23.  And the city had no need of the sun, neither of the moon, to shine in it; for the glory of God did lighten it, and the Lamb is the light thereof.

24.  And the nations of them which are saved shall walk in the light of it, and the kings of the earth do bring their glory and honour into it.

25.  And the gates of it shall not be shut at all by day; for there shall be no night there.

26.  And they shall bring the glory and honour of the nations into it.

27.  And there shall in no wise enter into it any thing that defileth, neither whatsoever worketh abomination, or maketh a lie; but they which are written in the Lamb’s book of life.

Vs. 22-27.—­There was “no temple therein.”  As there was a temple in the city which Ezekiel saw in vision, (ch. xli. 1,) and this fact determines the point, that his prophecy relates to the church militant; so, the absence of even the semblance of such a structure here, proves that this is a description of the church triumphant.  In heaven there is no need of external, material, visible symbols of God’s presence.  As the ceremonial “law had a shadow of good things to come,” but “vanished away” when Christ appeared, (Heb. x. 1,) so will it be in heaven; no ordinances will be used to act upon either sense or faith, these having issued in vision.

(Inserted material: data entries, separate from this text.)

use copse::{Map, Set, StringMap};

#[derive(Debug, Clone, PartialEq)]
struct Product {
    name: &'static str,
    price: u32,
}

fn product(name: &'static str, price: u32) -> Product {
    Product { name, price }
}

fn ids(map: &Map<u32, Product>) -> Vec<u32> {
    map.iter().map(|(id, _)| *id).collect()
}

#[test]
fn catalogue_insert_and_remove() {
    let mut catalogue = Map::new();

    catalogue.insert(101, product("Laptop", 700_000));
    catalogue.insert(102, product("Table", 120_000));
    catalogue.insert(100, product("Chair", 50_000));
    catalogue.insert(103, product("Bookshelf", 250_000));

    assert_eq!(ids(&catalogue), vec![100, 101, 102, 103]);
    assert_eq!(catalogue.height(), 3);

    let removed = catalogue.remove(&102);
    assert_eq!(removed.map(|p| p.name), Some("Table"));

    assert_eq!(ids(&catalogue), vec![100, 101, 103]);
    assert_eq!(catalogue.height(), 2);
    assert_eq!(catalogue.get(&102), None);
    assert_eq!(catalogue.get(&103).map(|p| p.name), Some("Bookshelf"));
}

#[test]
fn catalogue_sorted_arrivals_stay_shallow() {
    let mut catalogue = Map::new();
    for id in 1..=7 {
        catalogue.insert(id, product("Clay Pot", 15_000));
    }

    assert_eq!(catalogue.height(), 3);

    let catalogue: Map<u32, ()> = (0..1023).map(|id| (id, ())).collect();
    assert_eq!(catalogue.height(), 10);
}

#[test]
fn catalogue_duplicate_and_absent_are_noops() {
    let mut catalogue = Map::new();
    assert!(catalogue.insert(7, product("Necklace", 50_000)));
    assert!(!catalogue.insert(7, product("Ring", 10_000)));
    assert_eq!(catalogue.get(&7).map(|p| p.name), Some("Necklace"));

    let before: Vec<(u32, Product)> = catalogue.iter().map(|(k, v)| (*k, v.clone())).collect();
    assert_eq!(catalogue.remove(&8), None);
    let after: Vec<(u32, Product)> = catalogue.iter().map(|(k, v)| (*k, v.clone())).collect();
    assert_eq!(before, after);

    if let Some(p) = catalogue.get_mut(&7) {
        p.price = 45_000;
    }
    assert_eq!(catalogue.get(&7).map(|p| p.price), Some(45_000));
}

#[test]
fn traversal_is_restartable() {
    let catalogue: Map<u32, u32> = [(3, 30), (1, 10), (2, 20)].into_iter().collect();

    let first: Vec<u32> = catalogue.iter().map(|(k, _)| *k).collect();
    let second: Vec<u32> = (&catalogue).into_iter().map(|(k, _)| *k).collect();
    assert_eq!(first, second);
    assert_eq!(catalogue.iter().len(), 3);
}

#[test]
fn categories_by_name() {
    let mut categories: StringMap<Vec<Product>> = StringMap::new();
    for name in ["Electronics", "Furniture", "Clothing"] {
        categories.insert(name, Vec::new());
    }

    if let Some(products) = categories.get_mut("Electronics") {
        products.push(product("Laptop", 700_000));
        products.push(product("Phone", 300_000));
    }
    if let Some(products) = categories.get_mut("Furniture") {
        products.push(product("Sofa", 400_000));
    }

    let names: Vec<&str> = categories.iter().map(|(name, _)| name).collect();
    assert_eq!(names, vec!["Clothing", "Electronics", "Furniture"]);
    assert_eq!(categories.get("Electronics").map(Vec::len), Some(2));
    assert!(categories.get("Toys").is_none());
}

#[test]
fn set_of_order_ids() {
    let mut orders: Set<u64> = [5, 3, 8, 1].into_iter().collect();

    assert!(orders.contains(&3));
    assert!(orders.remove(&3));
    assert!(!orders.remove(&3));
    assert_eq!(orders.pop_first(), Some(1));
    assert_eq!(orders.pop_last(), Some(8));
    assert_eq!(orders.iter().copied().collect::<Vec<_>>(), vec![5]);
}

The glorious presence of “the Lord God Almighty and the Lamb,” having superseded the necessity of a temple; the light of the sun and moon shall be no longer needed.  “God is light, and in him is no darkness at all,” (1 John i. 5;) and “as long as Christ was in the world, he was the light of the world.” (John ix. 5.) We have seen that other suns and moons which were symbolical, have been darkened or blotted out of existence by the omnipotent Mediator; but now these natural luminaries are totally and for ever obscured by the ineffable effulgence of uncreated light,—­the manifested and immediate presence of the Father and the Son.—­All the redeemed shall “walk in the light of the Lord;” and all the glory of “the kings of the earth,” concentrated in one place, would bear no comparison with the splendor of this “holy city.”  The gates are not to be shut during the “day” of eternity; and since the “excellent ones of the earth” shall all enter the twelve open gates from every part of the world, it may be truly said “they bring the glory and honor of the nations into it.”  What a delightful scene of a holy, happy, safe and harmonious fellowship!—­It is observable that the apostle altogether drops personalities here.  He seizes only upon properties or qualities,—­“any thing,”—­so holy is the place, and so holy the inhabitants; yea, so safe and secure, that no creature,—­no “beast of the field which the Lord God has made,” shall ever gain an entrance into this heavenly Paradise:  but only those whose names are “written in the Lamb’s book of life;” who, despite of the Serpent, brings all his spiritual seed safe to glory.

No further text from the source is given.